夕飯はいつも、食材とキッチンを借りてゼンの分と二人分作って一緒に食べていた。昨日は私一人で食べたけど、一応ゼンが夜中に帰ってくるかもしれないから、いつも通り二人分作った。その後、もしかして、明日も食事抜きかもしれないので、パンとか色々を部屋に持ち込んでおいた。やっぱりゼンは帰ってこなかった。
次の日もやっぱり食事はなかった。そう言えば、今まで直接話したことはないけど、使用人さんたちの気配は感じていた。でも、昨日も今日もこの屋敷に人の気配を感じなかったと思う。不安がぬぐえないまま、夜になってキッチンに下りて夕食を作ろうと思ったら、食材が何もなかった。
「え?なんで!?昨日はちゃんとあったのに。」
ゼンには一人で出歩かないように言われてる。仕方ないから、部屋に持ち込んだ食料はまだあったので、それを食べて暖かいお茶を飲んで寝た。今日もゼンは帰ってこない。ただ仕事が忙しいとかじゃない気がする。不安が募っていく。
食料の残りを気にしながら、今日も夜になった。最悪、水は使えるから食料がなくなったら水で過ごす?聖女だった時は絶食をしたこともあったけど、何日もったっけ。
「・・・・ゼンに会いたい。」
たかが三日、なんて考えられない。私が日本へ帰れないとわかってもこうして取り乱さずに過ごしていられるのはゼンがいたからだ。ゼンがいつも私を支えてくれてたから、泣いても慰めてくれるゼンがいたから私は前を向けていたのに。
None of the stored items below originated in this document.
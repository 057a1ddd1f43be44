pub mod app;
pub mod cache;
pub mod config;
pub mod domain;
pub mod engine;
pub mod error;
pub mod fasta;
pub mod ncbi;
pub mod output;
pub mod presets;
pub mod query;
pub mod report;
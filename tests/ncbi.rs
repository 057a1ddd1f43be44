use assert_matches::assert_matches;
use serde_json::json;

use kira_refprot::error::RefProtError;
use kira_refprot::ncbi::{parse_search_ids, parse_summary};

#[test]
fn search_ids_in_rank_order() {
    let payload = json!({
        "header": {"type": "esearch", "version": "0.3"},
        "esearchresult": {
            "count": "2",
            "retmax": "2",
            "idlist": ["16128443", "446813436"]
        }
    });
    assert_eq!(
        parse_search_ids(&payload).unwrap(),
        vec!["16128443", "446813436"]
    );
}

#[test]
fn empty_search_is_not_an_error() {
    let payload = json!({"esearchresult": {"count": "0", "idlist": []}});
    assert!(parse_search_ids(&payload).unwrap().is_empty());
}

#[test]
fn search_error_payloads() {
    let payload = json!({"esearchresult": {"ERROR": "Invalid query"}});
    assert_matches!(parse_search_ids(&payload), Err(RefProtError::EntrezParse(msg)) if msg == "Invalid query");

    let payload = json!({"error": "API rate limit exceeded"});
    assert_matches!(
        parse_search_ids(&payload),
        Err(RefProtError::EntrezParse(msg)) if msg.contains("rate limit")
    );
}

#[test]
fn summary_fields() {
    let payload = json!({
        "result": {
            "uids": ["16128443"],
            "16128443": {
                "uid": "16128443",
                "caption": "NP_414995",
                "title": "multidrug efflux pump membrane fusion lipoprotein AcrA [Escherichia coli str. K-12 substr. MG1655]",
                "organism": "Escherichia coli str. K-12 substr. MG1655"
            }
        }
    });
    let summary = parse_summary(&payload, "16128443").unwrap();
    assert_eq!(summary.caption.as_deref(), Some("NP_414995"));
    assert!(summary.title.unwrap().contains("AcrA"));
    assert_eq!(
        summary.organism.as_deref(),
        Some("Escherichia coli str. K-12 substr. MG1655")
    );
}

#[test]
fn summary_falls_back_to_first_uid() {
    let payload = json!({
        "result": {
            "uids": ["99"],
            "99": {"caption": "WP_000001"}
        }
    });
    let summary = parse_summary(&payload, "NP_414995.1").unwrap();
    assert_eq!(summary.caption.as_deref(), Some("WP_000001"));
    assert_eq!(summary.title, None);
}

#[test]
fn summary_document_errors() {
    let payload = json!({"result": {"uids": []}});
    assert_matches!(parse_summary(&payload, "1"), Err(RefProtError::EntrezParse(_)));

    let payload = json!({"result": {"uids": ["1"], "1": {"error": "cannot get document summary"}}});
    assert_matches!(parse_summary(&payload, "1"), Err(RefProtError::EntrezParse(_)));
}
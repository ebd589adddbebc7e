//! Command implementations for the teamreg CLI

pub mod migrate;
pub mod serve;

use std::time::Duration;

use anyhow::{Context, Result};
use clap::Args;
use teamreg_server::db::{create_pool, ping, AnyPool};
use teamreg_server::{Backend, DatabaseConfig};

pub use migrate::{run_migrate, MigrateArgs};
pub use serve::{run_serve, ServeArgs};

/// Database connection options shared by every command
#[derive(Args, Debug)]
pub struct DatabaseArgs {
    /// Database URL, postgres://... or sqlite:... (falls back to DB_HOST/DB_USER/DB_DATABASE)
    #[arg(long, env = "DATABASE_URL")]
    pub database_url: Option<String>,

    /// Maximum number of pooled connections
    #[arg(long, env = "DB_MAX_CONNECTIONS")]
    pub max_connections: Option<u32>,

    /// Seconds a request waits for a free connection before failing
    #[arg(long, env = "DB_ACQUIRE_TIMEOUT_SECS")]
    pub acquire_timeout_secs: Option<u64>,
}

impl DatabaseArgs {
    /// Resolve flags and environment into a database configuration.
    pub fn resolve(&self) -> Result<DatabaseConfig> {
        let config = match &self.database_url {
            Some(url) => DatabaseConfig::new(url.clone()),
            None => DatabaseConfig::from_env(),
        }
        .context("Invalid database configuration")?;

        let mut pool = config.pool;
        if let Some(n) = self.max_connections {
            anyhow::ensure!(n > 0, "--max-connections must be at least 1");
            pool.max_connections = n;
        }
        if let Some(secs) = self.acquire_timeout_secs {
            pool.acquire_timeout = Duration::from_secs(secs);
        }

        Ok(config.with_pool(pool))
    }

    /// Create the pool and check that the database answers.
    pub async fn connect(&self) -> Result<(AnyPool, Backend)> {
        let config = self.resolve()?;
        tracing::info!(
            url = %config.redacted_url(),
            backend = config.backend.as_str(),
            max_connections = config.pool.max_connections,
            "Connecting to database"
        );

        let pool = create_pool(&config)
            .await
            .context("Failed to create database pool")?;
        ping(&pool)
            .await
            .context("Database is not reachable")?;
        tracing::info!("Connected to database");

        Ok((pool, config.backend))
    }
}

#[cfg(test)]
mod tests {
    use super::*;

    #[test]
    fn flags_override_pool_settings() {
        let args = DatabaseArgs {
            database_url: Some("sqlite://teams.db".into()),
            max_connections: Some(3),
            acquire_timeout_secs: Some(5),
        };

        let config = args.resolve().unwrap();

        assert_eq!(config.backend, Backend::Sqlite);
        assert_eq!(config.pool.max_connections, 3);
        assert_eq!(config.pool.acquire_timeout, Duration::from_secs(5));
    }

    #[test]
    fn zero_connections_is_rejected() {
        let args = DatabaseArgs {
            database_url: Some("sqlite://teams.db".into()),
            max_connections: Some(0),
            acquire_timeout_secs: None,
        };

        assert!(args.resolve().is_err());
    }
}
「駄目だ。怒られてもいい。外に出よう。神殿へ行ってゼンに会おう。」
そう決めて、ゼンからもらった神官見習いのローブを羽織り、玄関の扉に手をかけた時、一階の物置になっているとゼンが言っていた部屋の扉が開いた。
「お邪魔しまーす、う、薄ピンクの薔薇です。」
と高価な衣装は身にまとってないけど、高貴さが隠せてない女性が出てきた。いきなり開いた扉にびっくりして思わず身構えたけれど、その女性は私を見ると、
「見つけた、白薔薇の少女」
と言った。白薔薇の少女って何?いや、そもそも薄ピンクの薔薇って何?しかも、お嬢様かお姫様みたいだよね?一人で来たの?護衛とか絶対必要な感じだよね。
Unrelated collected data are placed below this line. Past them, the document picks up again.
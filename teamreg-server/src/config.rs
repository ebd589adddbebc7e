//! Database configuration - URL, backend and pool sizing
//!
//! Loaded from environment variables:
//! - `DATABASE_URL`: full connection URL (`postgres://...` or `sqlite://...`)
//! - `DB_HOST`, `DB_PORT`, `DB_USER`, `DB_PASSWORD`, `DB_DATABASE`: used to
//!   assemble a PostgreSQL URL when `DATABASE_URL` is unset
//! - `DB_MAX_CONNECTIONS`: pool capacity (default: 10)
//! - `DB_ACQUIRE_TIMEOUT_SECS`: how long a request waits for a free
//!   connection (default: 30)

use std::time::Duration;

/// Default pool capacity
pub const DEFAULT_MAX_CONNECTIONS: u32 = 10;

/// Default time a request waits for a pooled connection
pub const DEFAULT_ACQUIRE_TIMEOUT: Duration = Duration::from_secs(30);

/// Configuration error
#[derive(Debug, thiserror::Error, PartialEq, Eq)]
pub enum ConfigError {
    #[error("DATABASE_URL not set (or DB_HOST/DB_USER/DB_DATABASE for PostgreSQL)")]
    MissingDatabaseUrl,

    #[error("unsupported database URL scheme: '{0}' (expected postgres:// or sqlite:)")]
    UnsupportedScheme(String),

    #[error("invalid value for {var}: '{value}'")]
    InvalidValue { var: &'static str, value: String },
}

/// Supported database backends
#[derive(Debug, Clone, Copy, PartialEq, Eq)]
pub enum Backend {
    Postgres,
    Sqlite,
}

impl Backend {
    /// Detect the backend from a connection URL.
    pub fn from_url(url: &str) -> Result<Self, ConfigError> {
        if url.starts_with("postgres://") || url.starts_with("postgresql://") {
            Ok(Self::Postgres)
        } else if url.starts_with("sqlite:") {
            Ok(Self::Sqlite)
        } else {
            let scheme = url.split(':').next().unwrap_or_default();
            Err(ConfigError::UnsupportedScheme(scheme.to_owned()))
        }
    }

    pub fn as_str(&self) -> &'static str {
        match self {
            Self::Postgres => "postgres",
            Self::Sqlite => "sqlite",
        }
    }
}

/// Pool sizing and wait policy
#[derive(Debug, Clone, Copy, PartialEq, Eq)]
pub struct PoolConfig {
    /// Maximum connections held by the pool
    pub max_connections: u32,
    /// How long a request waits for a free connection before failing
    pub acquire_timeout: Duration,
}

impl Default for PoolConfig {
    fn default() -> Self {
        Self {
            max_connections: DEFAULT_MAX_CONNECTIONS,
            acquire_timeout: DEFAULT_ACQUIRE_TIMEOUT,
        }
    }
}

/// Database connection settings
#[derive(Debug, Clone, PartialEq, Eq)]
pub struct DatabaseConfig {
    pub url: String,
    pub backend: Backend,
    pub pool: PoolConfig,
}

impl DatabaseConfig {
    /// Create config for an explicit URL with default pool settings.
    pub fn new(url: impl Into<String>) -> Result<Self, ConfigError> {
        let url = url.into();
        let backend = Backend::from_url(&url)?;
        Ok(Self {
            url,
            backend,
            pool: PoolConfig::default(),
        })
    }

    /// Create config from environment variables.
    pub fn from_env() -> Result<Self, ConfigError> {
        Self::from_lookup(|key| std::env::var(key).ok())
    }

    /// Create config from any key/value source (environment, tests).
    pub fn from_lookup<F>(lookup: F) -> Result<Self, ConfigError>
    where
        F: Fn(&str) -> Option<String>,
    {
        let url = match lookup("DATABASE_URL").filter(|v| !v.is_empty()) {
            Some(url) => url,
            None => postgres_url_from_parts(&lookup)?,
        };

        let mut config = Self::new(url)?;

        if let Some(value) = lookup("DB_MAX_CONNECTIONS") {
            config.pool.max_connections = match value.parse::<u32>() {
                Ok(n) if n > 0 => n,
                _ => {
                    return Err(ConfigError::InvalidValue {
                        var: "DB_MAX_CONNECTIONS",
                        value,
                    })
                }
            };
        }

        if let Some(value) = lookup("DB_ACQUIRE_TIMEOUT_SECS") {
            let secs = value.parse::<u64>().map_err(|_| ConfigError::InvalidValue {
                var: "DB_ACQUIRE_TIMEOUT_SECS",
                value: value.clone(),
            })?;
            config.pool.acquire_timeout = Duration::from_secs(secs);
        }

        Ok(config)
    }

    /// Override the pool settings.
    pub fn with_pool(mut self, pool: PoolConfig) -> Self {
        self.pool = pool;
        self
    }

    /// URL with any password replaced, for logging.
    pub fn redacted_url(&self) -> String {
        match (self.url.find("://"), self.url.rfind('@')) {
            (Some(scheme_end), Some(at)) if at > scheme_end => {
                let credentials = &self.url[scheme_end + 3..at];
                match credentials.split_once(':') {
                    Some((user, _)) => format!(
                        "{}{}:***{}",
                        &self.url[..scheme_end + 3],
                        user,
                        &self.url[at..]
                    ),
                    None => self.url.clone(),
                }
            }
            _ => self.url.clone(),
        }
    }
}

fn postgres_url_from_parts<F>(lookup: &F) -> Result<String, ConfigError>
where
    F: Fn(&str) -> Option<String>,
{
    let host = lookup("DB_HOST").ok_or(ConfigError::MissingDatabaseUrl)?;
    let user = lookup("DB_USER").ok_or(ConfigError::MissingDatabaseUrl)?;
    let database = lookup("DB_DATABASE").ok_or(ConfigError::MissingDatabaseUrl)?;
    let port = lookup("DB_PORT").unwrap_or_else(|| "5432".to_owned());

    let credentials = match lookup("DB_PASSWORD").filter(|p| !p.is_empty()) {
        Some(password) => format!("{}:{}", user, password),
        None => user,
    };

    Ok(format!(
        "postgres://{}@{}:{}/{}",
        credentials, host, port, database
    ))
}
いろんな疑問が出てきたところで冷静になった。あれ?この人って・・・。
「あ、あの、貴女は」
「薄ピンクの薔薇です!伝言を預かって来たのよ。」
「伝言、ですか?」
とりあえず、この女性の身元を明らかにするより、伝言の方が気になった。
「ええ。貴女の大事な人はまだ帰ってこられないけれど、私の旦那様がものすごく怒っていらっしゃったから、大丈夫よ。『俺の可愛い弟を神殿に貸してやってるだけだっていうのに』って、すごい怒りようだったから、私、旦那様をなだめるのを諦めたくらい。旦那様が握っている、神殿の不正のアレコレを一気に使うっておっしゃってたから、すぐに帰ってこられると思うわ。ふふ。怒ってる旦那様も素敵だったわ。」
諦めちゃったんだ。しかもここでノロケるんだ。で、やっぱりですよね。ゼンのお兄さんで結婚しているのは一番上のお兄さんだけ。つまり。この人、王太子妃だ~(汗)
「あ、あの、おうたい」
「薄ピンクの薔薇よ。」
王太子妃と話しかけようとしたら、すぐさまこの言葉。ということは、王太子妃だって知られたくないってこと?バレバレだけど。そもそもその薄ピンクの薔薇って何なの?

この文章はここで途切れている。